School - a place where everyone has had their own experiences of teaching and learning and has formed an opinion on questions of good school organization or the school system. During your own school years, you probably noticed that how well you learn can be influenced by the learning conditions and learning strategies. And you may even have reached the point where you no longer knew what you were learning in class. What are the reasons for this? Have you ever noticed that different teachers sometimes teach the same content very differently? What do you think about a system in which, after a few years of elementary school, students are assigned to different types of schools that will determine the course of their life? Why do you think success or failure at school is linked to social background? How can schools in challenging situations be supported and what characterises good teaching in the culture of digitalisation? These are all questions that directly affect school students, teachers, school administrators, and education policymakers. They should not be dealt with on the basis of personal experiences and opinions, but require answers based on empirical research into schools and teaching and learning.

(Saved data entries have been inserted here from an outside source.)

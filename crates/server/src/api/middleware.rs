//! Authentication and metrics middleware for API routes.

use axum::{
    body::Body,
    extract::{ConnectInfo, FromRequestParts, State},
    http::{request::Parts, Request, StatusCode},
    middleware::Next,
    response::{IntoResponse, Response},
    Json,
};
use std::collections::HashMap;
use std::future::Future;
use std::net::{IpAddr, Ipv4Addr, SocketAddr};
use std::sync::Arc;
use std::time::Instant;
use tracing::{debug, error};

use ddlshelf_core::{AuthError, AuthRequest, Principal};

use super::error::ErrorResponse;
use crate::metrics::{
    normalize_path, AUTH_FAILURES_TOTAL, HTTP_REQUESTS_IN_FLIGHT, HTTP_REQUESTS_TOTAL,
    HTTP_REQUEST_DURATION,
};
use crate::state::AppState;

/// Records request duration, count and in-flight gauge per normalized path.
pub async fn metrics_middleware(request: Request<Body>, next: Next) -> Response {
    let start = Instant::now();
    let method = request.method().to_string();
    let path = normalize_path(request.uri().path());

    HTTP_REQUESTS_IN_FLIGHT.inc();

    let response = next.run(request).await;

    HTTP_REQUESTS_IN_FLIGHT.dec();

    let duration = start.elapsed().as_secs_f64();
    let status = response.status().as_u16().to_string();

    HTTP_REQUEST_DURATION
        .with_label_values(&[&method, &path, &status])
        .observe(duration);
    HTTP_REQUESTS_TOTAL
        .with_label_values(&[&method, &path, &status])
        .inc();

    response
}

fn unauthorized(reason: &'static str, message: String) -> Response {
    AUTH_FAILURES_TOTAL.with_label_values(&[reason]).inc();
    (StatusCode::UNAUTHORIZED, Json(ErrorResponse { error: message })).into_response()
}

/// Validates requests with the configured authenticator.
///
/// On success the [`Principal`] is stored in the request extensions.
pub async fn auth_middleware(
    State(state): State<Arc<AppState>>,
    mut request: Request<Body>,
    next: Next,
) -> Response {
    let authenticator = state.authenticator();

    let headers: HashMap<String, String> = request
        .headers()
        .iter()
        .filter_map(|(name, value)| {
            value
                .to_str()
                .ok()
                .map(|v| (name.as_str().to_lowercase(), v.to_string()))
        })
        .collect();

    // Only present when served with connect info; tests go through oneshot.
    let source_ip = request
        .extensions()
        .get::<ConnectInfo<SocketAddr>>()
        .map(|ConnectInfo(addr)| addr.ip())
        .unwrap_or(IpAddr::V4(Ipv4Addr::LOCALHOST));

    let auth_request = AuthRequest { headers, source_ip };

    match authenticator.authenticate(&auth_request).await {
        Ok(principal) => {
            debug!(
                "Authenticated {} via {} from {}",
                principal.subject, principal.method, source_ip
            );
            request.extensions_mut().insert(principal);
            next.run(request).await
        }
        Err(e @ AuthError::NotAuthenticated) => unauthorized("not_authenticated", e.to_string()),
        Err(e @ AuthError::InvalidCredentials(_)) => {
            unauthorized("invalid_credentials", e.to_string())
        }
        Err(e) => {
            error!("Authenticator failed: {}", e);
            AUTH_FAILURES_TOTAL.with_label_values(&["internal_error"]).inc();
            (
                StatusCode::INTERNAL_SERVER_ERROR,
                Json(ErrorResponse {
                    error: "authentication unavailable".to_string(),
                }),
            )
                .into_response()
        }
    }
}

/// Extractor for the principal set by [`auth_middleware`].
///
/// Falls back to the anonymous principal on routes without the middleware.
#[derive(Debug, Clone)]
pub struct AuthPrincipal(pub Principal);

impl<S> FromRequestParts<S> for AuthPrincipal
where
    S: Send + Sync,
{
    type Rejection = std::convert::Infallible;

    fn from_request_parts(
        parts: &mut Parts,
        _state: &S,
    ) -> impl Future<Output = Result<Self, Self::Rejection>> + Send {
        let principal = parts
            .extensions
            .get::<Principal>()
            .cloned()
            .unwrap_or_else(Principal::anonymous);
        std::future::ready(Ok(AuthPrincipal(principal)))
    }
}
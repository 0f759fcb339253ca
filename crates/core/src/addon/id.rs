//! Protocol identifiers: `<prefix><externalId>[:<season>:<episode>]`.

/// A parsed protocol id.
#[derive(Debug, Clone, Copy, PartialEq, Eq)]
pub struct ProtocolId {
    pub external_id: u32,
    /// `(season, episode)` for per-episode ids.
    pub episode: Option<(u32, u32)>,
}

impl ProtocolId {
    pub fn title(external_id: u32) -> Self {
        Self {
            external_id,
            episode: None,
        }
    }

    pub fn episode(external_id: u32, season: u32, episode: u32) -> Self {
        Self {
            external_id,
            episode: Some((season, episode)),
        }
    }

    /// Parse `raw`, which must start with `prefix`. `None` for anything
    /// that is not one of our ids.
    pub fn parse(prefix: &str, raw: &str) -> Option<Self> {
        let body = raw.strip_prefix(prefix)?;
        let mut parts = body.split(':');

        let external_id = parse_number(parts.next()?)?;
        match (parts.next(), parts.next(), parts.next()) {
            (None, _, _) => Some(Self::title(external_id)),
            (Some(season), Some(episode), None) => Some(Self::episode(
                external_id,
                parse_number(season)?,
                parse_number(episode)?,
            )),
            _ => None,
        }
    }

    pub fn format(&self, prefix: &str) -> String {
        match self.episode {
            Some((season, episode)) => {
                format!("{}{}:{}:{}", prefix, self.external_id, season, episode)
            }
            None => format!("{}{}", prefix, self.external_id),
        }
    }
}

/// Plain decimal only; `u32::from_str` alone would also accept "+7".
fn parse_number(s: &str) -> Option<u32> {
    if s.is_empty() || !s.bytes().all(|b| b.is_ascii_digit()) {
        return None;
    }
    s.parse().ok()
}
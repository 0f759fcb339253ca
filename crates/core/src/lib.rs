pub mod addon;
pub mod auth;
pub mod config;
pub mod intake;
pub mod media;
pub mod resolver;
pub mod testing;

pub use addon::{AddonService, CatalogExtra, ContentType, ProtocolId};
pub use auth::{
    create_authenticator, AuthError, AuthRequest, Authenticator, NoneAuthenticator, Principal,
};
pub use config::{
    config_path, load_config, load_config_from_str, validate_config, AuthMethod, Config, ConfigError,
    SanitizedConfig,
};
pub use intake::{LinkIntake, PreparedLink};
pub use media::{
    DedupKey, MediaDocument, MediaError, MediaIdentity, MediaStore, MediaType, MergeChange,
    Registrar, Registration, SqliteMediaStore,
};
pub use resolver::{
    HttpSizeProbe, MetadataResolver, SizeProbe, SizeReport, TmdbResolver, UnconfiguredResolver,
};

The specialism School and Classroom Research at the Institute of Educational Science, with its focus on formal learning, conducts this research and addresses these questions from a scientific perspective in the taught degree courses. In doing so, it enables a look at the level of the school system (macro), the individual school (meso) and the teachers and learners (micro). It analyses developmental processes and potentials at the classroom level, as well as the interaction between teachers and students. This also enables a scientific perspective on the question of how schools and formal learning are changing and how the school system is dealing or should deal with particular social challenges or even crises.
School and classroom research thus looks at teaching and learning from many different perspectives. As such, the various research groups of the Institute of Education have different focal points. The group working on school research takes a theory-based approach to problems of formal learning processes. This includes, for example, the connection between social background and educational success beyond the achievement principle, the special position of the Gymnasium (grammar school) in the secondary school system, or alternative educational pathways to getting the Abitur (the secondary school leaving certificate). The group working on the subject didactics of pedagogy considers the effects of system development processes on the position of the subject of pedagogy, while also directing research interest at subject-related perceptions of and attitudes to those involved in teaching. In the context of teaching and learning research, one topic of interest is how learners can learn to learn systematically and strategically and how these skills can be taught. One of the core topics of for the educational psychology group addresses deals with the question of how learning tasks and exercises must be designed to enable long-term learning success.
School and classroom research uses various methodological tools from qualitative and quantitative empirical research to scientifically address its questions. In doing so, the perspectives on the persons involved in teaching and learning, the lessons, the individual school and the embedding of these different aspects in society and the education system are all related to each other in order to obtain as comprehensive a picture as possible.
In the Bachelor of Arts (B.A.) as well as in the Master of Arts (M.A.) in Educational Science, students will develop a foundation in theory and research methods in the field of teaching and learning. The focus here is on individual learning processes and the design of learning tasks and learning environments that can also include learning in groups or digitally supported learning.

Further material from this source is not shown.